While it's possible to buy the red bean paste in the Asian markets around here, it is not possible to find the white paste. So earlier this year I tried making it myself. My sensei had prepared me well for the all-day process! You can find her detailed steps here. If you attempt this, please do use her recipe. My notes below don't include all the steps.
First you buy dried Lima beans and sort through them, then let them soak overnight. Then comes the part that was hardest for me: Peeling the skins off the beans. I was making a big batch (because you don't want to do this very often!), and so I had a lot of skins to remove. Fortunately, they slip off easily.
Then you enter into several rounds of bringing the beans to a bowl and changing the water. Repeat, repeat until the beans are falling apart. Then you send the beans through the food processor. Now you let the liquids and solids separate, draining off the liquid (this also takes several rounds).
Finally, you are ready to add some sugar. Add the sugar in small increments and stir, stir, stir until it is the right consistency. Whew!
Still needs to be a little thicker - keep stirring!

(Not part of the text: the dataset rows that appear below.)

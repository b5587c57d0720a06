//! Water-column light model.
//!
//! Surface illumination (sun, moon, artificial sources) attenuated with depth
//! by a clarity- and wavelength-dependent Beer-Lambert law, plus the inverse
//! query and sampled depth profiles.

pub mod attenuation;
pub mod clarity;
pub mod profile;
pub mod surface;
pub mod zones;

use serde::{Deserialize, Serialize};

pub use attenuation::{
    artificial_light_at_point, light_at_depth, light_at_depth_for, penetration_depth,
    suppression_radius, DEFAULT_SENSITIVITY_LUX, MAX_SUPPRESSION_RADIUS_M,
};
pub use clarity::{WaterClarity, Wavelength};
pub use profile::{light_profile, ProfileSample};
pub use surface::{natural_surface_light, wrap_hour, LightEnvironment, DEFAULT_MOON_PHASE};
pub use zones::{OceanZone, ZoneLight};

/// Typical artificial sources with their at-source intensity.
#[derive(Debug, Clone, Copy, PartialEq, Eq, Hash, Serialize, Deserialize)]
#[serde(rename_all = "camelCase")]
pub enum ArtificialSourceKind {
    CargoShip,
    /// Lights used to attract catch.
    FishingVessel,
    OilPlatform,
    CoastalCity,
    PortFacility,
    CruiseShip,
}

impl ArtificialSourceKind {
    pub const ALL: [ArtificialSourceKind; 6] = [
        ArtificialSourceKind::CargoShip,
        ArtificialSourceKind::FishingVessel,
        ArtificialSourceKind::OilPlatform,
        ArtificialSourceKind::CoastalCity,
        ArtificialSourceKind::PortFacility,
        ArtificialSourceKind::CruiseShip,
    ];

    /// Intensity at the source (lux).
    pub fn intensity_lux(self) -> f64 {
        match self {
            ArtificialSourceKind::CargoShip     => 50_000.0,
            ArtificialSourceKind::FishingVessel => 100_000.0,
            ArtificialSourceKind::OilPlatform   => 200_000.0,
            ArtificialSourceKind::CoastalCity   => 30_000.0,
            ArtificialSourceKind::PortFacility  => 80_000.0,
            ArtificialSourceKind::CruiseShip    => 60_000.0,
        }
    }
}
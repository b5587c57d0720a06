//! Natural surface illumination over a 24-hour day.
//!
//! Simplified solar model: sunrise at 06:00, sunset at 18:00, one-hour linear
//! twilight ramps, cosine-like daylight peaking at noon, and a moonlit night
//! floored at starlight.

use serde::{Deserialize, Serialize};

// ── Reference surface levels (lux) ───────────────────────────────────────────

pub const FULL_SUN_LUX: f64 = 100_000.0;
pub const OVERCAST_LUX: f64 = 10_000.0;
pub const SUNSET_LUX: f64 = 400.0;
pub const CIVIL_TWILIGHT_LUX: f64 = 10.0;
pub const NAUTICAL_TWILIGHT_LUX: f64 = 1.0;
pub const FULL_MOON_LUX: f64 = 0.3;
pub const QUARTER_MOON_LUX: f64 = 0.05;
pub const STARLIGHT_LUX: f64 = 0.001;
pub const OVERCAST_NIGHT_LUX: f64 = 0.0001;

const SUNRISE_HOUR: f64 = 6.0;
const SUNSET_HOUR: f64 = 18.0;

/// Moon phase used when none is given: 0 = new, 0.5 = full, 1 = new.
pub const DEFAULT_MOON_PHASE: f64 = 0.5;

/// Wrap any hour value into [0, 24).
pub fn wrap_hour(hour: f64) -> f64 {
    let h = hour.rem_euclid(24.0);
    // rem_euclid can round up to exactly 24.0 for tiny negative inputs.
    if h >= 24.0 { 0.0 } else { h }
}

/// Natural surface light (lux) at `hour` for the given moon phase.
///
/// Always at least [`STARLIGHT_LUX`].
pub fn natural_surface_light(hour: f64, moon_phase: f64) -> f64 {
    let hour = wrap_hour(hour);

    if hour >= SUNRISE_HOUR + 1.0 && hour <= SUNSET_HOUR - 1.0 {
        let midday = (SUNRISE_HOUR + SUNSET_HOUR) / 2.0;
        let max_from_midday = (SUNSET_HOUR - SUNRISE_HOUR) / 2.0;
        let sun_angle_factor = 1.0 - ((hour - midday).abs() / max_from_midday) * 0.5;
        FULL_SUN_LUX * sun_angle_factor
    } else if hour >= SUNRISE_HOUR && hour < SUNRISE_HOUR + 1.0 {
        let progress = hour - SUNRISE_HOUR;
        CIVIL_TWILIGHT_LUX + progress * (OVERCAST_LUX - CIVIL_TWILIGHT_LUX)
    } else if hour > SUNSET_HOUR - 1.0 && hour <= SUNSET_HOUR {
        let progress = SUNSET_HOUR - hour;
        CIVIL_TWILIGHT_LUX + progress * (OVERCAST_LUX - CIVIL_TWILIGHT_LUX)
    } else {
        let moonlight = FULL_MOON_LUX * (moon_phase * std::f64::consts::PI).sin();
        moonlight.max(STARLIGHT_LUX)
    }
}

/// Surface light budget at one instant: natural plus additive artificial.
#[derive(Debug, Clone, Copy, PartialEq, Serialize, Deserialize)]
pub struct LightEnvironment {
    pub natural_lux: f64,
    pub artificial_lux: f64,
}

impl LightEnvironment {
    pub fn at(hour: f64, moon_phase: f64, artificial_lux: f64) -> Self {
        Self {
            natural_lux: natural_surface_light(hour, moon_phase),
            artificial_lux: artificial_lux.max(0.0),
        }
    }

    pub fn total_lux(&self) -> f64 {
        self.natural_lux + self.artificial_lux
    }
}

#[cfg(test)]
mod tests {
    use super::*;
    use approx::assert_relative_eq;

    #[test]
    fn noon_is_full_sun() {
        assert_relative_eq!(natural_surface_light(12.0, DEFAULT_MOON_PHASE), FULL_SUN_LUX);
    }

    #[test]
    fn morning_and_afternoon_are_symmetric() {
        for dh in [1.0, 2.5, 4.0, 5.0] {
            let am = natural_surface_light(12.0 - dh, 0.5);
            let pm = natural_surface_light(12.0 + dh, 0.5);
            assert_relative_eq!(am, pm, max_relative = 1e-12);
        }
    }

    #[test]
    fn twilight_ramps_start_at_civil_twilight() {
        assert_relative_eq!(natural_surface_light(6.0, 0.5), CIVIL_TWILIGHT_LUX);
        assert_relative_eq!(natural_surface_light(18.0, 0.5), CIVIL_TWILIGHT_LUX);
        let mid_dawn = natural_surface_light(6.5, 0.5);
        assert!(mid_dawn > CIVIL_TWILIGHT_LUX && mid_dawn < OVERCAST_LUX);
    }

    #[test]
    fn night_depends_on_moon_and_floors_at_starlight() {
        assert_relative_eq!(natural_surface_light(0.0, 0.5), FULL_MOON_LUX);
        assert_eq!(natural_surface_light(0.0, 0.0), STARLIGHT_LUX);
        assert_eq!(natural_surface_light(23.0, 1.0), STARLIGHT_LUX);
    }

    #[test]
    fn hours_wrap_around_the_day() {
        assert_eq!(natural_surface_light(36.0, 0.5), natural_surface_light(12.0, 0.5));
        assert_eq!(natural_surface_light(-1.0, 0.5), natural_surface_light(23.0, 0.5));
    }

    #[test]
    fn output_never_below_starlight() {
        for i in 0..480 {
            let h = i as f64 * 0.05;
            for phase in [0.0, 0.25, 0.5, 1.0] {
                assert!(natural_surface_light(h, phase) >= STARLIGHT_LUX);
            }
        }
    }

    #[test]
    fn environment_sums_sources() {
        let env = LightEnvironment::at(0.0, 0.5, 12.0);
        assert_relative_eq!(env.total_lux(), FULL_MOON_LUX + 12.0);
    }
}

Fortunately, shiro an freezes really well and will make for many happy tea times in the future! The bean paste is very mold-able and flexible. It can be colored and made into interesting shapes, traditionally something that suggests the season. If you ever get the opportunity to try a sweet made with shiro an, please do! It's naturally gluten free and fat free, too. And there's only a little sugar. Big on taste and texture!